:: Task prompt ::
Please read the records below and return each line holding the string "replies".

Stored data entries:
----------------------------------------

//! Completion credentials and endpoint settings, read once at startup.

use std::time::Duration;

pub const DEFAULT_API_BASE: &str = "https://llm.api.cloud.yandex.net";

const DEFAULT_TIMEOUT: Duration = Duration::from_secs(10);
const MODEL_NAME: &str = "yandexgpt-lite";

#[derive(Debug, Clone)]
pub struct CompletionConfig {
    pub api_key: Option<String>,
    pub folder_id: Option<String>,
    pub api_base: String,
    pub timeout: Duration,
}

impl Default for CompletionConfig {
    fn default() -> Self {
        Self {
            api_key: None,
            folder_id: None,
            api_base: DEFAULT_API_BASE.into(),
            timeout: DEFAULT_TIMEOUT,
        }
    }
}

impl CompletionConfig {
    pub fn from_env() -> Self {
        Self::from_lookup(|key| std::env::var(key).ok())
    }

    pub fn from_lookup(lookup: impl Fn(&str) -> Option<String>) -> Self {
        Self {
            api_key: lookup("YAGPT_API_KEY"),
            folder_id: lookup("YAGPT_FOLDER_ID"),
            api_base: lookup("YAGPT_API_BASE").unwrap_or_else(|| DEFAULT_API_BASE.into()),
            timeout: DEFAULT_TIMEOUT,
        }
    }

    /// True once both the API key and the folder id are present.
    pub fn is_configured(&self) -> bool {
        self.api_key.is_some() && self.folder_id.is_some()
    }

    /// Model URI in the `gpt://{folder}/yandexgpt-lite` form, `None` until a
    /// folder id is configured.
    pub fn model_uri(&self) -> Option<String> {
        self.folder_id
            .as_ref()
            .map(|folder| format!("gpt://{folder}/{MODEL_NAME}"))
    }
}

----------------------------------------

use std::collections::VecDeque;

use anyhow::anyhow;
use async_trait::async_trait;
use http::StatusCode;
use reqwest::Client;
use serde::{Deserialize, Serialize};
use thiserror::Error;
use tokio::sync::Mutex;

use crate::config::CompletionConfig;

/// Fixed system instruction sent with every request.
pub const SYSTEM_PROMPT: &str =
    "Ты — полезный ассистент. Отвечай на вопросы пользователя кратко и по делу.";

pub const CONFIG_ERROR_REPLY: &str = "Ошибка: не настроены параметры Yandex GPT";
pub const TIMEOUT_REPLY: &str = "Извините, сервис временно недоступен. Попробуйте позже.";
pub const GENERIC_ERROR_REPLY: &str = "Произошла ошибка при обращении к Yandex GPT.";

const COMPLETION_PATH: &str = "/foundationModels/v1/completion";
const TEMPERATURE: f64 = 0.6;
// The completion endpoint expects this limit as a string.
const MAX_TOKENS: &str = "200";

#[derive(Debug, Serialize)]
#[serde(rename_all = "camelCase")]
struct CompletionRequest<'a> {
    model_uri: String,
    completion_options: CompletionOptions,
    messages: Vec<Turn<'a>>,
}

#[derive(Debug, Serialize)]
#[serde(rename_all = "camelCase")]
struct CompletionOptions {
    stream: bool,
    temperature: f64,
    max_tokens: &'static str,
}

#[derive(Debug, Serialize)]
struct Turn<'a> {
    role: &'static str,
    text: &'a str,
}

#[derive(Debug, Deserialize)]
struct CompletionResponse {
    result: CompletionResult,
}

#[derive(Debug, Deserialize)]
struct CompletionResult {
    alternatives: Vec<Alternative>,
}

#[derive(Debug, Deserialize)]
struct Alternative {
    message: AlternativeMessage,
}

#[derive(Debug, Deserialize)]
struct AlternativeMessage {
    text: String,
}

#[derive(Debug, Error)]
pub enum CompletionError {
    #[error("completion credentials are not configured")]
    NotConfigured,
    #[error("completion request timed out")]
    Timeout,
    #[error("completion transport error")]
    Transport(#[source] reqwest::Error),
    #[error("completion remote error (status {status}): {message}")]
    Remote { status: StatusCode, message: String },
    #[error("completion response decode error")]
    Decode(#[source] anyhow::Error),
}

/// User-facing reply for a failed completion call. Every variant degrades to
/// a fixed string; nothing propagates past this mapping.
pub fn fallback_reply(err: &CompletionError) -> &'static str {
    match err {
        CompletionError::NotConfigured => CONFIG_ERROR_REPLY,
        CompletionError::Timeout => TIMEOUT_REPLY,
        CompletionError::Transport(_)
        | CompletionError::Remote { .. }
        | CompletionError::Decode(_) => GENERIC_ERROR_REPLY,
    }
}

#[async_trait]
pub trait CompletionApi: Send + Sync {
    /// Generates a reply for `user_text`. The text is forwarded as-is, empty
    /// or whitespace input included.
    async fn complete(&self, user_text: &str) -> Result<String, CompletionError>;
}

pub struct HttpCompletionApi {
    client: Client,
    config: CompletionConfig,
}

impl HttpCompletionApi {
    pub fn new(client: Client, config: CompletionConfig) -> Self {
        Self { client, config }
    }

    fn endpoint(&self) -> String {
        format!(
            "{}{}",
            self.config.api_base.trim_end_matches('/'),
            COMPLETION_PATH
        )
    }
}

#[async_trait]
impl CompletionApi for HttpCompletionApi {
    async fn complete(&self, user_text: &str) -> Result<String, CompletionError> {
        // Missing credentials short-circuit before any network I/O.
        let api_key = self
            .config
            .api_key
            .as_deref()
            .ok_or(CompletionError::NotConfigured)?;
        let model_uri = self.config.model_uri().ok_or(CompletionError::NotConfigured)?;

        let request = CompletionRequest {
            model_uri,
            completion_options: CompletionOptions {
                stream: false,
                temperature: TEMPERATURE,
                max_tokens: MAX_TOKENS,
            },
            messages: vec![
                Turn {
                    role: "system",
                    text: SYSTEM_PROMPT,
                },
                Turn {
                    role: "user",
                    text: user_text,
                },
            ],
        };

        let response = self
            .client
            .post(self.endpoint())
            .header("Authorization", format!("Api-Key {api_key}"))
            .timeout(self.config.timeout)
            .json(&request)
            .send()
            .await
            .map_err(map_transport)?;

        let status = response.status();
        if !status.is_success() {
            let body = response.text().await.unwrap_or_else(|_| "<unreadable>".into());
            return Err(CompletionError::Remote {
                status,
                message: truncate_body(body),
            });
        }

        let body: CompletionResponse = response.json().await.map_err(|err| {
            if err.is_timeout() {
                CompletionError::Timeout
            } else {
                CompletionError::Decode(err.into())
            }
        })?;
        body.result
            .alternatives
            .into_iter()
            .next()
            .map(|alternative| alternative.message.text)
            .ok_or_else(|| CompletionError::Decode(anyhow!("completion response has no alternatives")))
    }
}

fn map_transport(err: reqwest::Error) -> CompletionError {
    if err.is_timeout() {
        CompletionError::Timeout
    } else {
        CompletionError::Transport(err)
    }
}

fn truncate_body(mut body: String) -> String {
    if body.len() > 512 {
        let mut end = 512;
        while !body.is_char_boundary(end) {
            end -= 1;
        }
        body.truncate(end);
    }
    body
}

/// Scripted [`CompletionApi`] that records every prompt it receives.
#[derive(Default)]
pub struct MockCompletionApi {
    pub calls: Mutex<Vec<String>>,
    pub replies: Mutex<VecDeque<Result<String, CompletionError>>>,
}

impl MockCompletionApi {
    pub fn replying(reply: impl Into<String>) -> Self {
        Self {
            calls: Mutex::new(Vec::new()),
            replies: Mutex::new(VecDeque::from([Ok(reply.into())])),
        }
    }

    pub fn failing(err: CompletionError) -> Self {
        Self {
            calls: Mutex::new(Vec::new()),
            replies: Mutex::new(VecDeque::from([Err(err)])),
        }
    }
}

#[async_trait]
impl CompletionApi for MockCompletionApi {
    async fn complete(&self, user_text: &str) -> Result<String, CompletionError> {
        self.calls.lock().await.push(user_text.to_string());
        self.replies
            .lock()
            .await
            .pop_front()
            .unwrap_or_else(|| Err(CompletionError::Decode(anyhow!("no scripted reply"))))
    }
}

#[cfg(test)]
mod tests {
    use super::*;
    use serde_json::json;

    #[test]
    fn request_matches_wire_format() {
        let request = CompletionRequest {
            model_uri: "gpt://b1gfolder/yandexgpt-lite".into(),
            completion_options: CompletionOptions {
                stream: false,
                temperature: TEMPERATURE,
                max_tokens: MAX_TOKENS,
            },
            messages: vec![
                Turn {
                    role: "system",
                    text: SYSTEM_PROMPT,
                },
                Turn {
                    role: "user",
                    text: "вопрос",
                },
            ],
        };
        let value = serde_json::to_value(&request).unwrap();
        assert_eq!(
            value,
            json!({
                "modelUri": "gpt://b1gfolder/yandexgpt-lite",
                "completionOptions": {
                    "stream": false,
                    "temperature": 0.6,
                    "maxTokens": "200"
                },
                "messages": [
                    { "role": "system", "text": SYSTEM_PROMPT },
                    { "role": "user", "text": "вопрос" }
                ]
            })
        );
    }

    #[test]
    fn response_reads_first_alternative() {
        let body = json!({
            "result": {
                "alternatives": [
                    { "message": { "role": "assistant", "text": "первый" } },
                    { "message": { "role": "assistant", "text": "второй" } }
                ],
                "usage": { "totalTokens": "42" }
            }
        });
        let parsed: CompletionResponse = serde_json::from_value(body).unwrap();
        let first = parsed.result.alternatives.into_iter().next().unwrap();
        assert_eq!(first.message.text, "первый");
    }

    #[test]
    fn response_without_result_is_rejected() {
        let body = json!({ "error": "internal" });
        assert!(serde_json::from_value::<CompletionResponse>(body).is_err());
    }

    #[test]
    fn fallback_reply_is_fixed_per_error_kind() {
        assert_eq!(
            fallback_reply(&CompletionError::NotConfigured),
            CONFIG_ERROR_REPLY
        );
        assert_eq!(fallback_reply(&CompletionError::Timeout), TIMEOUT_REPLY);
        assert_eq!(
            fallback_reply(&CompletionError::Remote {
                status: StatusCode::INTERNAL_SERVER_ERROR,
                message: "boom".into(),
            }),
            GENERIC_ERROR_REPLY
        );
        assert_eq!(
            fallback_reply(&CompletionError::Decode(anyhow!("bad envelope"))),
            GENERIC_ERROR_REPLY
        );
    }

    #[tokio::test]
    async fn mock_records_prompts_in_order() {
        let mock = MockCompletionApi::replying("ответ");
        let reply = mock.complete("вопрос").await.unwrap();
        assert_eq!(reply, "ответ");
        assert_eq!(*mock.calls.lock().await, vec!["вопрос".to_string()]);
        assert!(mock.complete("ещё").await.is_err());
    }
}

----------------------------------------

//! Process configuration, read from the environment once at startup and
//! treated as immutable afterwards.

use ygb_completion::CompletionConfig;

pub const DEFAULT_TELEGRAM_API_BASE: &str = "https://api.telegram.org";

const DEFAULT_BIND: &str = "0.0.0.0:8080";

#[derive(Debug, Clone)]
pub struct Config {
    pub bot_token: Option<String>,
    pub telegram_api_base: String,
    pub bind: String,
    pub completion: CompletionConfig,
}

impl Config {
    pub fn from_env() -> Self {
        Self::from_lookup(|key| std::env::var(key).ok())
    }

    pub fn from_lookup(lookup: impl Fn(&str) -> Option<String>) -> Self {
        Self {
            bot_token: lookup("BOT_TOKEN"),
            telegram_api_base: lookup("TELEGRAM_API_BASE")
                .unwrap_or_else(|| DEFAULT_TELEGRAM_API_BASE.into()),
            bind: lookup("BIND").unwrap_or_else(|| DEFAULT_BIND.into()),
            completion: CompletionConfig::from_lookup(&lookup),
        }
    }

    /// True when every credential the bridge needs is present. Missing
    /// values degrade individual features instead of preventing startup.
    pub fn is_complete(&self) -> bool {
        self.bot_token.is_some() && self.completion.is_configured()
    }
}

----------------------------------------

:: Task result ::
    pub replies: Mutex<VecDeque<Result<String, CompletionError>>>,
            replies: Mutex::new(VecDeque::from([Ok(reply.into())])),
            replies: Mutex::new(VecDeque::from([Err(err)])),
        self.replies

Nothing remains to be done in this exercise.